September 20, 2008
revision
The idea of leaving is only attractive, of course, because Certain Things don't change. Leaving involves excruciating loss of stability. For one thing, conflicts between friends take time to work themselves out, but moving away means losing the chance to make amends. Also, most of us prefer to live our lives in patterns of regular contact with the ones we love, people who confirm or challenge our views of ourselves. Moving away brings irregularity, erasing all guarantees that we will receive regular support from our community. Moving brings turmoil that can only be described as awful.
Unless.
Unless we keep up with the people behind us, and they keep up with us. Unless in the midst of this context of change, some continuity appears in our friendships. And time after time, of course, we find that we do, they do, it does. Even sudden breaks and well-covered tracks do not keep the past at bay for us...
So I guess the reason I like leaving is that it unveils some of these Certain Things. People keep up with one another. Relationships are validated. Investments pay off. Moving helps me remember that some good things don't change.
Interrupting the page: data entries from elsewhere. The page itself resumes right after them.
use anyhow::{Context, Result};
use crossbeam_channel::{Receiver, Sender};
use std::thread::{self, JoinHandle};
use std::time::Instant;
use tracing::{info, warn};

use crate::api::{ApiClient, Transport};
use super::commands::{DashboardCommand, DashboardResponse};

/// Background thread owning the API client.
///
/// Commands are handled strictly in order; the GUI thread never waits on
/// network I/O.
pub struct FetchWorker<T: Transport> {
    client: ApiClient<T>,
    command_rx: Receiver<DashboardCommand>,
    response_tx: Sender<DashboardResponse>,
    runtime: tokio::runtime::Runtime,
}

impl<T: Transport> FetchWorker<T> {
    pub fn new(
        client: ApiClient<T>,
        command_rx: Receiver<DashboardCommand>,
        response_tx: Sender<DashboardResponse>,
    ) -> Result<Self> {
        let runtime = tokio::runtime::Builder::new_current_thread()
            .enable_all()
            .build()
            .context("Failed to build fetch worker runtime")?;

        Ok(Self { client, command_rx, response_tx, runtime })
    }

    pub fn spawn(self) -> Result<JoinHandle<()>> {
        thread::Builder::new()
            .name("fetch-worker".to_string())
            .spawn(move || self.run())
            .context("Failed to spawn fetch worker thread")
    }

    /// Process commands until `Shutdown` or until the GUI side hangs up
    pub fn run(self) {
        info!(base_url = self.client.base_url(), "fetch worker started");

        while let Ok(command) = self.command_rx.recv() {
            if !self.handle_command(command) {
                break;
            }
        }

        info!("fetch worker stopped");
    }

    /// Returns false when the worker should exit
    fn handle_command(&self, command: DashboardCommand) -> bool {
        let response = match command {
            DashboardCommand::Refresh => {
                let started = Instant::now();
                let mut notices = Vec::new();
                let data = self.runtime.block_on(self.client.fetch_dashboard(&mut notices));

                info!(
                    snapshots = data.snapshots.len(),
                    strategies = data.strategies.len(),
                    positions = data.positions.len(),
                    trades = data.trades.len(),
                    errors = notices.len(),
                    elapsed_ms = started.elapsed().as_millis() as u64,
                    "refresh complete"
                );
                DashboardResponse::Refreshed { data, notices }
            }
            DashboardCommand::CreateStrategy(strategy) => {
                let outcome = self.runtime.block_on(self.client.create_strategy(&strategy));
                info!(
                    spot = %strategy.spot_symbol,
                    future = %strategy.future_symbol,
                    ?outcome,
                    "strategy submitted"
                );
                DashboardResponse::StrategySubmitted(outcome)
            }
            DashboardCommand::Shutdown => return false,
        };

        if self.response_tx.send(response).is_err() {
            warn!("dashboard closed, dropping response");
            return false;
        }
        true
    }
}

#[cfg(test)]
mod tests {
    use super::*;
    use crate::api::{Endpoint, RawResponse, ScriptedTransport, SubmitOutcome};
    use crate::models::NewStrategy;
    use crossbeam_channel::unbounded;
    use std::time::Duration;

    const BASE: &str = "http://backend/api";
    const WAIT: Duration = Duration::from_secs(5);

    fn spawn_worker(
        transport: ScriptedTransport,
    ) -> (Sender<DashboardCommand>, Receiver<DashboardResponse>, JoinHandle<()>) {
        let (cmd_tx, cmd_rx) = unbounded();
        let (resp_tx, resp_rx) = unbounded();
        let worker = FetchWorker::new(ApiClient::new(transport, BASE), cmd_rx, resp_tx).unwrap();
        let handle = worker.spawn().unwrap();
        (cmd_tx, resp_rx, handle)
    }

    #[test]
    fn test_refresh_round_trip() {
        let transport = ScriptedTransport::new()
            .on_get(&Endpoint::Health.url(BASE), Ok(RawResponse::new(200, r#"{"status":"healthy"}"#)))
            .on_get(&Endpoint::Snapshots.url(BASE), Ok(RawResponse::new(200, "[]")))
            .on_get(&Endpoint::Strategies.url(BASE), Ok(RawResponse::new(200, "[]")))
            .on_get(&Endpoint::Positions.url(BASE), Ok(RawResponse::new(200, "[]")))
            .on_get(&Endpoint::Trades.url(BASE), Ok(RawResponse::new(502, "bad gateway")));
        let (cmd_tx, resp_rx, handle) = spawn_worker(transport);

        cmd_tx.send(DashboardCommand::Refresh).unwrap();
        match resp_rx.recv_timeout(WAIT).unwrap() {
            DashboardResponse::Refreshed { data, notices } => {
                assert!(data.health.is_some());
                assert_eq!(notices.len(), 1);
                assert_eq!(notices[0].message, "Failed to fetch trades: 502");
            }
            other => panic!("unexpected response: {:?}", other),
        }

        cmd_tx.send(DashboardCommand::Shutdown).unwrap();
        handle.join().unwrap();
    }

    #[test]
    fn test_create_strategy_round_trip() {
        let transport = ScriptedTransport::new()
            .on_post(&Endpoint::Strategies.url(BASE), Ok(RawResponse::new(201, "{}")));
        let (cmd_tx, resp_rx, handle) = spawn_worker(transport.clone());

        cmd_tx.send(DashboardCommand::CreateStrategy(NewStrategy {
            spot_symbol: "BTC-USD".into(),
            future_symbol: "BTC-PERP".into(),
            target_basis: 5.0,
            max_position: 1.0,
            min_trade_size: 0.01,
            is_active: true,
        })).unwrap();

        match resp_rx.recv_timeout(WAIT).unwrap() {
            DashboardResponse::StrategySubmitted(outcome) => assert_eq!(outcome, SubmitOutcome::Created),
            other => panic!("unexpected response: {:?}", other),
        }
        assert_eq!(transport.requests().len(), 1);

        drop(cmd_tx);
        handle.join().unwrap();
    }
}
The day before Hurricane Ike, I re-read the previous post. The last line "leaving well is an art," made me cringe. I felt an urge to post an immediate retraction. (So much for immediate.) Now that the waters have subsided and my leave-taking is less than 48 hours away, I'm worn out from the struggle to stay present until (and hopefully through) the move. Staying present, as in not checking out. As in, calling folks back that haven't been called back. As in, sharing contact info with everyone. As in, listening to people. As in, continuing to be honest about what I'm feeling and hoping and fearing, even with people I don't plan to see anytime soon.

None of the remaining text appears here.